Megan Connolly is a two-time cancer survivor, of Hodgkin’s Lymphoma. She was diagnosed at 19 years old and relapsed at 21. Megan had to undergo chemotherapy, total body radiation and a stem-cell transplant. A result of her aggressive treatment, Megan learned that she was at an increased risk of infertility due to the toxicity of her treatment. As a young woman she always knew she wanted to be a mother but had no idea that the treatment she needed to save her life, could take away the opportunity to have a biological child. Megan was fortunate enough to be referred to Kristin Smith and the Oncofertility team at Northwestern Medicine, and was able to harvest her eggs prior to treatment. Livestrong assisted her with medications and connections for egg harvesting.    After two weeks of injections, she was able to harvest 7 eggs. She is so glad she was able to do this as one year after her transplant, Megan received the diagnosis of premature ovarian failure, at the young age of 22. It was in that heartbreaking moment, that Megan knew how fortunate she was to have been able to preserve her eggs, which inspired her to help others in similar situations.

She testified in the Illinois House and Senate to help pass Illinois HB2617, which mandates insurance companies to cover fertility preservation for patients who are at an increased risk of infertility due to a medical condition/treatment. Megan is also active in the young adult cancer community with organizations like Immerman Angels.

Questions
  1. How do I know if my eggs are damaged?  See a reproductive endocrinologist.

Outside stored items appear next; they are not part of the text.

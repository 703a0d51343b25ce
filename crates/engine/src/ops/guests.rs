use std::collections::HashMap;

use chrono::Utc;
use sea_orm::{
    ActiveValue, DatabaseTransaction, QueryFilter, QueryOrder, TransactionTrait, prelude::*,
};

use crate::{
    Contribution, EngineError, Guest, GuestInput, GuestPatch, GuestWithContributions,
    ResultEngine, contributions, guests, validation,
};

use super::{Engine, with_tx};

impl Engine {
    /// Every guest, ordered by last name then first name, with what they
    /// pledged.
    pub async fn list_guests(&self) -> ResultEngine<Vec<GuestWithContributions>> {
        with_tx!(self, |db_tx| {
            let guest_models = guests::Entity::find()
                .order_by_asc(guests::Column::LastName)
                .order_by_asc(guests::Column::FirstName)
                .all(&db_tx)
                .await?;

            let mut by_guest: HashMap<i32, Vec<Contribution>> = HashMap::new();
            for model in contributions::Entity::find()
                .order_by_asc(contributions::Column::Id)
                .all(&db_tx)
                .await?
            {
                by_guest
                    .entry(model.guest_id)
                    .or_default()
                    .push(model.into());
            }

            tracing::debug!("listing {} guests", guest_models.len());
            let list = guest_models
                .into_iter()
                .map(|model| {
                    let contributions = by_guest.remove(&model.id).unwrap_or_default();
                    GuestWithContributions {
                        guest: model.into(),
                        contributions,
                    }
                })
                .collect();
            Ok(list)
        })
    }

    pub async fn guest(&self, guest_id: i32) -> ResultEngine<Guest> {
        with_tx!(self, |db_tx| {
            let model = require_guest(&db_tx, guest_id).await?;
            Ok(Guest::from(model))
        })
    }

    /// Register a guest.
    ///
    /// Fails with [`EngineError::ExistingKey`] if someone with the same first
    /// and last name already answered.
    pub async fn create_guest(&self, input: GuestInput) -> ResultEngine<Guest> {
        let valid = validation::validate_guest(input)?;
        with_tx!(self, |db_tx| {
            ensure_name_available(&db_tx, &valid.first_name, &valid.last_name, None).await?;

            let now = Utc::now();
            let model = guests::ActiveModel {
                id: ActiveValue::NotSet,
                first_name: ActiveValue::Set(valid.first_name),
                last_name: ActiveValue::Set(valid.last_name),
                comment: ActiveValue::Set(valid.comment),
                created_at: ActiveValue::Set(now),
                updated_at: ActiveValue::Set(now),
            }
            .insert(&db_tx)
            .await?;

            tracing::info!(
                "guest {} registered: {} {}",
                model.id,
                model.first_name,
                model.last_name
            );
            Ok(Guest::from(model))
        })
    }

    /// Apply the fields present in `patch`, refreshing `updated_at`.
    pub async fn update_guest(&self, guest_id: i32, patch: GuestPatch) -> ResultEngine<Guest> {
        let patch = validation::validate_guest_update(patch)?;
        with_tx!(self, |db_tx| {
            let model = require_guest(&db_tx, guest_id).await?;

            let first_name = patch
                .first_name
                .clone()
                .unwrap_or_else(|| model.first_name.clone());
            let last_name = patch
                .last_name
                .clone()
                .unwrap_or_else(|| model.last_name.clone());
            if first_name != model.first_name || last_name != model.last_name {
                ensure_name_available(&db_tx, &first_name, &last_name, Some(guest_id)).await?;
            }

            let mut active: guests::ActiveModel = model.into();
            if let Some(first_name) = patch.first_name {
                active.first_name = ActiveValue::Set(first_name);
            }
            if let Some(last_name) = patch.last_name {
                active.last_name = ActiveValue::Set(last_name);
            }
            if let Some(comment) = patch.comment {
                active.comment = ActiveValue::Set(comment);
            }
            active.updated_at = ActiveValue::Set(Utc::now());

            let model = active.update(&db_tx).await?;
            tracing::info!("guest {guest_id} updated");
            Ok(Guest::from(model))
        })
    }

    /// Remove a guest and everything they pledged.
    ///
    /// Returns how many contributions went with them.
    pub async fn delete_guest(&self, guest_id: i32) -> ResultEngine<u64> {
        with_tx!(self, |db_tx| {
            require_guest(&db_tx, guest_id).await?;

            let removed = contributions::Entity::delete_many()
                .filter(contributions::Column::GuestId.eq(guest_id))
                .exec(&db_tx)
                .await?
                .rows_affected;
            guests::Entity::delete_by_id(guest_id).exec(&db_tx).await?;

            tracing::info!("guest {guest_id} removed with {removed} contributions");
            Ok(removed)
        })
    }
}

pub(super) async fn require_guest(
    db_tx: &DatabaseTransaction,
    guest_id: i32,
) -> ResultEngine<guests::Model> {
    guests::Entity::find_by_id(guest_id)
        .one(db_tx)
        .await?
        .ok_or_else(|| EngineError::KeyNotFound(format!("guest {guest_id}")))
}

/// Names are compared exactly as stored, case included.
async fn ensure_name_available(
    db_tx: &DatabaseTransaction,
    first_name: &str,
    last_name: &str,
    except: Option<i32>,
) -> ResultEngine<()> {
    let mut query = guests::Entity::find()
        .filter(guests::Column::FirstName.eq(first_name))
        .filter(guests::Column::LastName.eq(last_name));
    if let Some(guest_id) = except {
        query = query.filter(guests::Column::Id.ne(guest_id));
    }

    if query.one(db_tx).await?.is_some() {
        return Err(EngineError::ExistingKey(format!("{first_name} {last_name}")));
    }
    Ok(())
}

Your ovaries may have been aged but treatment doesn’t always mean damage to the eggs.
  2. Is there financial help for a surrogate?  Kristin recommending using someone you know if possible.  A known surrogate costs 40-60K in legal fees, medical insurance, etc.  An unknown surrogate is usually around 80-100K. You can reach out to Livestrong to see if there is any known assistance, but most people try to get help from fundraising or medical loans since there is not really support out there for surrogates.
  3. How long does it take periods to re-establish after treatment with Lupron?  It usually takes 1-3 months.

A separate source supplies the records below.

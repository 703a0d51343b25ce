//! The module contains the error the engine can throw.
//!
//! The errors are:
//!
//! - [`Validation`] thrown when an input breaks one or more field rules.
//! - [`InvalidId`] thrown when an identifier is not a positive integer.
//! - [`KeyNotFound`] thrown when a guest or a contribution is not found.
//! - [`ExistingKey`] thrown when a guest with the same name is already registered.
//!
//!  [`Validation`]: EngineError::Validation
//!  [`InvalidId`]: EngineError::InvalidId
//!  [`KeyNotFound`]: EngineError::KeyNotFound
//!  [`ExistingKey`]: EngineError::ExistingKey
use sea_orm::DbErr;
use thiserror::Error;

use crate::validation::ValidationErrors;

/// Engine custom errors.
#[derive(Error, Debug)]
pub enum EngineError {
    #[error("Invalid data: {0}")]
    Validation(ValidationErrors),
    #[error("Invalid id: {0}")]
    InvalidId(String),
    #[error("\"{0}\" key not found!")]
    KeyNotFound(String),
    #[error("\"{0}\" already present!")]
    ExistingKey(String),
    #[error(transparent)]
    Database(#[from] DbErr),
}

impl From<ValidationErrors> for EngineError {
    fn from(value: ValidationErrors) -> Self {
        Self::Validation(value)
    }
}

impl PartialEq for EngineError {
    fn eq(&self, other: &Self) -> bool {
        match (self, other) {
            (Self::Validation(a), Self::Validation(b)) => a == b,
            (Self::InvalidId(a), Self::InvalidId(b)) => a == b,
            (Self::KeyNotFound(a), Self::KeyNotFound(b)) => a == b,
            (Self::ExistingKey(a), Self::ExistingKey(b)) => a == b,
            (Self::Database(a), Self::Database(b)) => a.to_string() == b.to_string(),
            _ => false,
        }
    }
}
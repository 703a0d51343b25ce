use sea_orm::{PaginatorTrait, TransactionTrait, prelude::*};

use crate::{Contribution, ResultEngine, Statistics, contributions, guests};

use super::{Engine, with_tx};

impl Engine {
    /// Dashboard figures and alerts, computed from the current guests and
    /// contributions.
    pub async fn statistics(&self) -> ResultEngine<Statistics> {
        with_tx!(self, |db_tx| {
            let guests_count = guests::Entity::find().count(&db_tx).await?;
            let contributions: Vec<Contribution> = contributions::Entity::find()
                .all(&db_tx)
                .await?
                .into_iter()
                .map(Contribution::from)
                .collect();

            let stats = Statistics::compute(guests_count, &contributions, &self.thresholds);
            tracing::debug!(
                "stats: {} guests, {} contributions, {} alerts",
                stats.guests_count,
                stats.contributions_count,
                stats.alerts.len()
            );
            Ok(stats)
        })
    }
}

  4. How long should I wait after transplant before trying to conceive?  First ask your doctor for his blessing as each care plan is different.  The usual wait time is around 18-24 months though.

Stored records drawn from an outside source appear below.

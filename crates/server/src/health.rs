use api_types::Health;
use axum::Json;
use chrono::Utc;

pub async fn get() -> Json<Health> {
    Json(Health {
        status: "ok".to_string(),
        timestamp: Utc::now(),
    })
}
//! Contribution categories.
//!
//! The set is closed: every contribution is exactly one of [`Category::ALL`].
//! Per-category views are stored in a [`ByCategory`], which always holds one
//! value for each category so no bucket can go missing.

use std::ops::{Index, IndexMut};

use sea_orm::entity::prelude::*;

#[derive(Clone, Copy, Debug, PartialEq, Eq, Hash, EnumIter, DeriveActiveEnum)]
#[sea_orm(rs_type = "String", db_type = "String(StringLen::N(16))")]
pub enum Category {
    #[sea_orm(string_value = "SALTY")]
    Salty,
    #[sea_orm(string_value = "SWEET")]
    Sweet,
    #[sea_orm(string_value = "DRINK")]
    Drink,
    #[sea_orm(string_value = "SIDE")]
    Side,
}

impl Category {
    /// Every category, in the order used by listings and alerts.
    pub const ALL: [Category; 4] = [
        Category::Salty,
        Category::Sweet,
        Category::Drink,
        Category::Side,
    ];

    /// Canonical code, as stored and sent on the wire.
    #[must_use]
    pub const fn code(self) -> &'static str {
        match self {
            Category::Salty => "SALTY",
            Category::Sweet => "SWEET",
            Category::Drink => "DRINK",
            Category::Side => "SIDE",
        }
    }

    /// Label shown to people.
    #[must_use]
    pub const fn label(self) -> &'static str {
        match self {
            Category::Salty => "Salé",
            Category::Sweet => "Sucré",
            Category::Drink => "Boisson",
            Category::Side => "Pain/Accomp.",
        }
    }

    /// Lower-case wording used inside alert sentences.
    #[must_use]
    pub const fn alert_label(self) -> &'static str {
        match self {
            Category::Salty => "salé",
            Category::Sweet => "sucré",
            Category::Drink => "boisson",
            Category::Side => "pain/accompagnement",
        }
    }

    #[must_use]
    pub const fn emoji(self) -> &'static str {
        match self {
            Category::Salty => "🧀",
            Category::Sweet => "🍰",
            Category::Drink => "🥤",
            Category::Side => "🥖",
        }
    }

    const fn index(self) -> usize {
        match self {
            Category::Salty => 0,
            Category::Sweet => 1,
            Category::Drink => 2,
            Category::Side => 3,
        }
    }

    /// Exact match on the canonical code.
    pub fn from_code(code: &str) -> Option<Self> {
        Self::ALL.into_iter().find(|category| category.code() == code)
    }
}

impl core::fmt::Display for Category {
    fn fmt(&self, f: &mut core::fmt::Formatter<'_>) -> core::fmt::Result {
        f.write_str(self.code())
    }
}

/// One value per category.
#[derive(Clone, Debug, Default, PartialEq, Eq)]
pub struct ByCategory<T>([T; 4]);

impl<T> ByCategory<T> {
    pub fn from_fn(mut f: impl FnMut(Category) -> T) -> Self {
        Self(Category::ALL.map(&mut f))
    }

    pub fn get(&self, category: Category) -> &T {
        &self.0[category.index()]
    }

    pub fn get_mut(&mut self, category: Category) -> &mut T {
        &mut self.0[category.index()]
    }

    /// Iterate in [`Category::ALL`] order.
    pub fn iter(&self) -> impl Iterator<Item = (Category, &T)> {
        Category::ALL.into_iter().zip(self.0.iter())
    }

    pub fn values(&self) -> impl Iterator<Item = &T> {
        self.0.iter()
    }

    pub fn map<U>(self, f: impl FnMut(T) -> U) -> ByCategory<U> {
        ByCategory(self.0.map(f))
    }

    /// The values in [`Category::ALL`] order.
    pub fn into_array(self) -> [T; 4] {
        self.0
    }
}

impl<T> Index<Category> for ByCategory<T> {
    type Output = T;

    fn index(&self, category: Category) -> &T {
        self.get(category)
    }
}

impl<T> IndexMut<Category> for ByCategory<T> {
    fn index_mut(&mut self, category: Category) -> &mut T {
        self.get_mut(category)
    }
}
//! Domain of the event: guests, what they bring, and the views organizers
//! build from it.

pub use categories::{ByCategory, Category};
pub use contributions::{Contribution, ContributionEntry};
pub use error::EngineError;
pub use guests::{Guest, GuestSummary, GuestWithContributions};
pub use ops::{ContributionBoard, Engine, EngineBuilder};
pub use stats::{
    Alert, AlertKind, AlertThresholds, CategoryTotals, ContributionTotals, Pledge, Statistics,
};
pub use validation::{
    ContributionInput, ContributionPatch, FieldError, GuestInput, GuestPatch, ValidationErrors,
};

mod categories;
mod contributions;
mod error;
mod guests;
mod ops;
pub mod stats;
pub mod validation;

type ResultEngine<T> = Result<T, EngineError>;
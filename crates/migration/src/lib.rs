pub use sea_orm_migration::prelude::*;

mod m20260201_000001_guests;
mod m20260201_000002_contributions;

pub struct Migrator;

#[async_trait::async_trait]
impl MigratorTrait for Migrator {
    fn migrations() -> Vec<Box<dyn MigrationTrait>> {
        vec![
            Box::new(m20260201_000001_guests::Migration),
            Box::new(m20260201_000002_contributions::Migration),
        ]
    }
}
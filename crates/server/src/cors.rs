//! Cross-origin access for the browser frontend.

use std::str::FromStr;

use axum::{
    body::Body,
    extract::State,
    http::{
        HeaderValue, Method, Request, StatusCode,
        header::{
            ACCESS_CONTROL_ALLOW_CREDENTIALS, ACCESS_CONTROL_ALLOW_HEADERS,
            ACCESS_CONTROL_ALLOW_METHODS, ACCESS_CONTROL_ALLOW_ORIGIN, InvalidHeaderValue, ORIGIN,
            VARY,
        },
    },
    middleware::Next,
    response::{IntoResponse, Response},
};

pub const DEFAULT_ORIGIN: &str = "http://localhost:5173";

/// The one origin allowed to call the API with credentials.
#[derive(Clone, Debug, PartialEq, Eq)]
pub struct CorsOrigin(HeaderValue);

impl Default for CorsOrigin {
    fn default() -> Self {
        Self(HeaderValue::from_static(DEFAULT_ORIGIN))
    }
}

impl FromStr for CorsOrigin {
    type Err = InvalidHeaderValue;

    fn from_str(origin: &str) -> Result<Self, Self::Err> {
        HeaderValue::from_str(origin.trim_end_matches('/')).map(Self)
    }
}

fn allow(origin: &CorsOrigin, response: &mut Response) {
    let headers = response.headers_mut();
    headers.insert(ACCESS_CONTROL_ALLOW_ORIGIN, origin.0.clone());
    headers.insert(
        ACCESS_CONTROL_ALLOW_CREDENTIALS,
        HeaderValue::from_static("true"),
    );
    headers.insert(VARY, HeaderValue::from_static("Origin"));
}

/// Answers preflight requests and tags responses for the allowed origin.
/// Other origins get no CORS headers, so browsers block them.
pub async fn cors(
    State(origin): State<CorsOrigin>,
    request: Request<Body>,
    next: Next,
) -> Response {
    let allowed = request.headers().get(ORIGIN) == Some(&origin.0);

    if request.method() == Method::OPTIONS {
        let mut response = StatusCode::NO_CONTENT.into_response();
        if allowed {
            allow(&origin, &mut response);
            let headers = response.headers_mut();
            headers.insert(
                ACCESS_CONTROL_ALLOW_METHODS,
                HeaderValue::from_static("GET,POST,PUT,DELETE,OPTIONS"),
            );
            headers.insert(
                ACCESS_CONTROL_ALLOW_HEADERS,
                HeaderValue::from_static("content-type"),
            );
        }
        return response;
    }

    let mut response = next.run(request).await;
    if allowed {
        allow(&origin, &mut response);
    }
    response
}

  5. My son had a transplant in November, is it possible he will ever conceive naturally?  Sperm can still be affected by chemotherapy for up to a year which can cause infertility, birth defects, or miscarriage.  Talk to your doctor, but it is best to wait at least one year after chemo before trying to conceive naturally.
  6. What helped you cope during all of this Megan?  My will to survive, support, I recommend people reach out to others who know what this is like, getting support post treatment- for her support groups, giving back to other cancer patients, advocating for other cancer patients,
  7. Recommendations to make change for coverage in your area.  Connect with team, network with organizations, and those in the legal field to try to make change in legislation.  Joyce Reineke, lawyer/cancer survivor/advocate from Alliance for Fertility Preservation was a great support.